Combine lentils and bay leaf in a sauce pan with six cups water. Bring to a boil, reduce heat, and simmer for 35 minutes. Combine bulgur, rice and 2 cups water in a medium sauce pan. Bring to a boil, reduce heat, and simmer until all moisture is absorbed (about 15 minutes). Preheat oven to 350°. Drain lentils and transfer to a large mixing bowl. Add bulgur/rice mix, ⅔ of the tomato paste, and remaining ingredients, except honey. Mix until thoroughly combined. Shape into a loaf-like shape in a 9 x 13″ cake pan and bake for 35-40 minutes, until firm but not dry. Mix remaining tomato paste and honey into a glaze. Brush top and sides of loaf with glaze and bake for additional 5-10 minutes. Let cool for 15 minutes, cut into slices and serve warm. (Leftovers make great sandwiches; don’t forget the pickles and mayo!)

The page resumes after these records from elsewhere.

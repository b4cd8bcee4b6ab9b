//! Sensor bindings: mode descriptors, tilt classification and decode.
//!
//! A sensor port reports a single raw analog byte. What that byte means is
//! selected by the sensor's mode, and each mode maps to one
//! [`SensorDecoder`] variant.

use serde::{Deserialize, Serialize};
use wedo_hid_protocol::{DeviceCategory, TiltStatus};

use crate::debounce::Debouncer;

/// Value encoding of a sensor mode.
#[derive(Debug, Clone, Copy, PartialEq, Eq, Serialize, Deserialize)]
#[serde(rename_all = "lowercase")]
pub enum DataType {
    U8,
    S8,
}

/// Static description of one sensor mode.
#[derive(Debug, Clone, Copy, PartialEq, Eq, Serialize)]
pub struct ModeInfo {
    pub name: &'static str,
    pub units: &'static str,
    pub data_sets: u8,
    pub data_type: DataType,
    pub raw_min: i32,
    pub raw_max: i32,
}

const TILT_MODES: [ModeInfo; 3] = [
    ModeInfo {
        name: "WEDO-TILT-RAW",
        units: "",
        data_sets: 1,
        data_type: DataType::U8,
        raw_min: 0,
        raw_max: 255,
    },
    ModeInfo {
        name: "WEDO-TILT-AXIS",
        units: "",
        data_sets: 2,
        data_type: DataType::S8,
        raw_min: -1,
        raw_max: 1,
    },
    ModeInfo {
        name: "WEDO-TILT-STATUS",
        units: "",
        data_sets: 1,
        data_type: DataType::U8,
        raw_min: 0,
        raw_max: 4,
    },
];

const MOTION_MODES: [ModeInfo; 1] = [ModeInfo {
    name: "WEDO-MOTION-RAW",
    units: "",
    data_sets: 1,
    data_type: DataType::U8,
    raw_min: 0,
    raw_max: 255,
}];

/// Sensor families with a behavioral binding.
#[derive(Debug, Clone, Copy, PartialEq, Eq, Hash, Serialize, Deserialize)]
#[serde(rename_all = "lowercase")]
pub enum SensorKind {
    Tilt,
    Motion,
}

impl SensorKind {
    /// Sensor kind bound for a device category, if any.
    pub fn for_category(category: DeviceCategory) -> Option<Self> {
        match category {
            DeviceCategory::Tilt => Some(SensorKind::Tilt),
            DeviceCategory::Motion => Some(SensorKind::Motion),
            _ => None,
        }
    }

    pub fn name(self) -> &'static str {
        match self {
            SensorKind::Tilt => "wedo-tilt",
            SensorKind::Motion => "wedo-motion",
        }
    }

    pub fn modes(self) -> &'static [ModeInfo] {
        match self {
            SensorKind::Tilt => &TILT_MODES,
            SensorKind::Motion => &MOTION_MODES,
        }
    }

    pub fn num_modes(self) -> u8 {
        match self {
            SensorKind::Tilt => 3,
            SensorKind::Motion => 1,
        }
    }

    /// Decoder for `mode`, or `None` if the mode does not exist.
    pub fn decoder(self, mode: u8) -> Option<SensorDecoder> {
        match (self, mode) {
            (SensorKind::Tilt, 0) => Some(SensorDecoder::RawPassthrough),
            (SensorKind::Tilt, 1) => Some(SensorDecoder::TiltAxis),
            (SensorKind::Tilt, 2) => Some(SensorDecoder::TiltStatus),
            (SensorKind::Motion, 0) => Some(SensorDecoder::Motion),
            _ => None,
        }
    }
}

/// Decode behavior selected by a sensor's mode.
#[derive(Debug, Clone, Copy, PartialEq, Eq)]
pub enum SensorDecoder {
    /// Raw byte, unfiltered.
    RawPassthrough,
    /// Debounced tilt as a left/right, back/front axis pair.
    TiltAxis,
    /// Debounced tilt as a single status code.
    TiltStatus,
    /// Motion sensor raw byte, unfiltered.
    Motion,
}

/// Values last reported by a sensor.
#[derive(Debug, Clone, Copy, PartialEq, Eq, Serialize, Deserialize)]
#[serde(tag = "kind", rename_all = "lowercase")]
pub enum SensorReading {
    Raw { value: u8 },
    Axis { left_right: i8, back_front: i8 },
    Status { code: u8 },
}

impl SensorReading {
    /// Zero reading for a decoder, before any sample has been decoded.
    pub fn zero(decoder: SensorDecoder) -> Self {
        match decoder {
            SensorDecoder::RawPassthrough | SensorDecoder::Motion => SensorReading::Raw { value: 0 },
            SensorDecoder::TiltAxis => SensorReading::Axis {
                left_right: 0,
                back_front: 0,
            },
            SensorDecoder::TiltStatus => SensorReading::Status { code: 0 },
        }
    }

    /// Reported values in mode order.
    pub fn values(&self) -> Vec<i32> {
        match *self {
            SensorReading::Raw { value } => vec![i32::from(value)],
            SensorReading::Axis {
                left_right,
                back_front,
            } => vec![i32::from(left_right), i32::from(back_front)],
            SensorReading::Status { code } => vec![i32::from(code)],
        }
    }
}

/// Debounced tilt classifier.
#[derive(Debug, Clone, Copy)]
pub struct TiltClassifier {
    debouncer: Debouncer<TiltStatus>,
    status: TiltStatus,
}

impl TiltClassifier {
    pub fn new(threshold: u32) -> Self {
        Self {
            debouncer: Debouncer::new(threshold),
            status: TiltStatus::Unknown,
        }
    }

    /// Feed one raw reading and return the committed status.
    pub fn update(&mut self, raw_input: u8) -> TiltStatus {
        if let Some(status) = self.debouncer.observe(TiltStatus::classify(raw_input)) {
            self.status = status;
        }
        self.status
    }

    pub fn status(&self) -> TiltStatus {
        self.status
    }

    pub fn debounce_count(&self) -> u32 {
        self.debouncer.count()
    }
}

/// Per-port state of a bound sensor.
#[derive(Debug, Clone)]
pub struct SensorBinding {
    kind: SensorKind,
    mode: u8,
    tilt: Option<TiltClassifier>,
    reading: SensorReading,
}

impl SensorBinding {
    /// Bind a sensor in mode 0.
    pub fn new(kind: SensorKind, tilt_threshold: u32) -> Self {
        let tilt = matches!(kind, SensorKind::Tilt).then(|| TiltClassifier::new(tilt_threshold));
        let decoder = kind.decoder(0).unwrap_or(SensorDecoder::RawPassthrough);
        Self {
            kind,
            mode: 0,
            tilt,
            reading: SensorReading::zero(decoder),
        }
    }

    pub fn kind(&self) -> SensorKind {
        self.kind
    }

    pub fn mode(&self) -> u8 {
        self.mode
    }

    pub fn mode_info(&self) -> Option<&'static ModeInfo> {
        self.kind.modes().get(usize::from(self.mode))
    }

    pub fn decoder(&self) -> SensorDecoder {
        self.kind
            .decoder(self.mode)
            .unwrap_or(SensorDecoder::RawPassthrough)
    }

    /// Select a mode. Returns `false` and leaves state untouched if the mode
    /// does not exist for this sensor.
    pub fn set_mode(&mut self, mode: u8) -> bool {
        let Some(decoder) = self.kind.decoder(mode) else {
            return false;
        };
        if mode != self.mode {
            self.mode = mode;
            self.reading = SensorReading::zero(decoder);
        }
        true
    }

    /// Refresh the reading from one raw sample.
    pub fn decode(&mut self, raw_input: u8) -> SensorReading {
        self.reading = match self.decoder() {
            SensorDecoder::RawPassthrough | SensorDecoder::Motion => {
                SensorReading::Raw { value: raw_input }
            }
            SensorDecoder::TiltAxis => {
                let (left_right, back_front) = self.update_tilt(raw_input).axes();
                SensorReading::Axis {
                    left_right,
                    back_front,
                }
            }
            SensorDecoder::TiltStatus => SensorReading::Status {
                code: self.update_tilt(raw_input).status_code(),
            },
        };
        self.reading
    }

    pub fn reading(&self) -> SensorReading {
        self.reading
    }

    /// Committed tilt status, for tilt sensors.
    pub fn tilt_status(&self) -> Option<TiltStatus> {
        self.tilt.as_ref().map(TiltClassifier::status)
    }

    fn update_tilt(&mut self, raw_input: u8) -> TiltStatus {
        self.tilt
            .as_mut()
            .map_or(TiltStatus::Unknown, |tilt| tilt.update(raw_input))
    }
}

#[cfg(test)]
mod tests {
    use super::*;

    const RIGHT: u8 = 70;
    const FRONT: u8 = 180;

    #[test]
    fn test_categories_with_sensor_binding() {
        assert_eq!(SensorKind::for_category(DeviceCategory::Tilt), Some(SensorKind::Tilt));
        assert_eq!(
            SensorKind::for_category(DeviceCategory::Motion),
            Some(SensorKind::Motion)
        );
        assert_eq!(SensorKind::for_category(DeviceCategory::Light), None);
        assert_eq!(SensorKind::for_category(DeviceCategory::Motor), None);
    }

    #[test]
    fn test_mode_tables_match_counts() {
        for kind in [SensorKind::Tilt, SensorKind::Motion] {
            assert_eq!(kind.modes().len(), usize::from(kind.num_modes()));
            for mode in 0..kind.num_modes() {
                assert!(kind.decoder(mode).is_some());
            }
            assert!(kind.decoder(kind.num_modes()).is_none());
        }
    }

    #[test]
    fn test_new_binding_starts_in_mode_zero() {
        let binding = SensorBinding::new(SensorKind::Tilt, 4);
        assert_eq!(binding.mode(), 0);
        assert_eq!(binding.reading(), SensorReading::Raw { value: 0 });
        assert_eq!(binding.mode_info().map(|m| m.name), Some("WEDO-TILT-RAW"));
    }

    #[test]
    fn test_raw_mode_is_unfiltered() {
        let mut binding = SensorBinding::new(SensorKind::Tilt, 4);
        assert_eq!(binding.decode(RIGHT), SensorReading::Raw { value: RIGHT });
        assert_eq!(binding.decode(FRONT), SensorReading::Raw { value: FRONT });
        assert_eq!(binding.tilt_status(), Some(TiltStatus::Unknown));
    }

    #[test]
    fn test_axis_mode_debounces() {
        let mut binding = SensorBinding::new(SensorKind::Tilt, 4);
        assert!(binding.set_mode(1));
        for _ in 0..3 {
            assert_eq!(
                binding.decode(RIGHT),
                SensorReading::Axis {
                    left_right: 0,
                    back_front: 0
                }
            );
        }
        assert_eq!(
            binding.decode(RIGHT),
            SensorReading::Axis {
                left_right: 1,
                back_front: 0
            }
        );
    }

    #[test]
    fn test_status_mode_reports_right_as_four() {
        let mut binding = SensorBinding::new(SensorKind::Tilt, 4);
        assert!(binding.set_mode(2));
        let mut last = binding.reading();
        for _ in 0..4 {
            last = binding.decode(RIGHT);
        }
        assert_eq!(last, SensorReading::Status { code: 4 });
        assert_eq!(last.values(), vec![4]);
    }

    #[test]
    fn test_interrupted_tilt_run_restarts() {
        let mut tilt = TiltClassifier::new(4);
        for _ in 0..3 {
            tilt.update(RIGHT);
        }
        tilt.update(FRONT);
        assert_eq!(tilt.debounce_count(), 1);
        for _ in 0..3 {
            assert_eq!(tilt.update(RIGHT), TiltStatus::Unknown);
        }
        assert_eq!(tilt.update(RIGHT), TiltStatus::Right);
    }

    #[test]
    fn test_set_mode_out_of_range_is_rejected() {
        let mut binding = SensorBinding::new(SensorKind::Motion, 4);
        assert!(!binding.set_mode(1));
        assert_eq!(binding.mode(), 0);
        assert_eq!(binding.decode(200).values(), vec![200]);
    }

    #[test]
    fn test_axis_values_order() {
        let reading = SensorReading::Axis {
            left_right: -1,
            back_front: 0,
        };
        assert_eq!(reading.values(), vec![-1, 0]);
    }
}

Craisin-Raisin Oatmeal Cookies

  • 2 sticks vegetable margarine
  • 1 cup granulated sugar
  • ½ cup firmly packed dark brown sugar
  • 1 ½ teaspoon vanilla extract
  • 1 tablespoon egg replacer powder
  • 4 tablespoons water
  • 1 ½ cups flour
  • 1 teaspoon baking soda
  • 3 cups oatmeal
  • 1 cup craisins
  • 1/2 cup raisins

Preheat oven to 375°. Cream together margarine, sugars and vanilla extract until light and fluffy. Add egg replacer and water and mix well. Sift together flour, baking soda and salt. Add gradually to creamed mixture. Stir in oatmeal one cup at a time. Stir in craisins and raisins and drop by tablespoons onto greased baking sheet. Bake for 10-12 minutes or until browned. Let stand or 1-2 minutes and remove to cooling rack.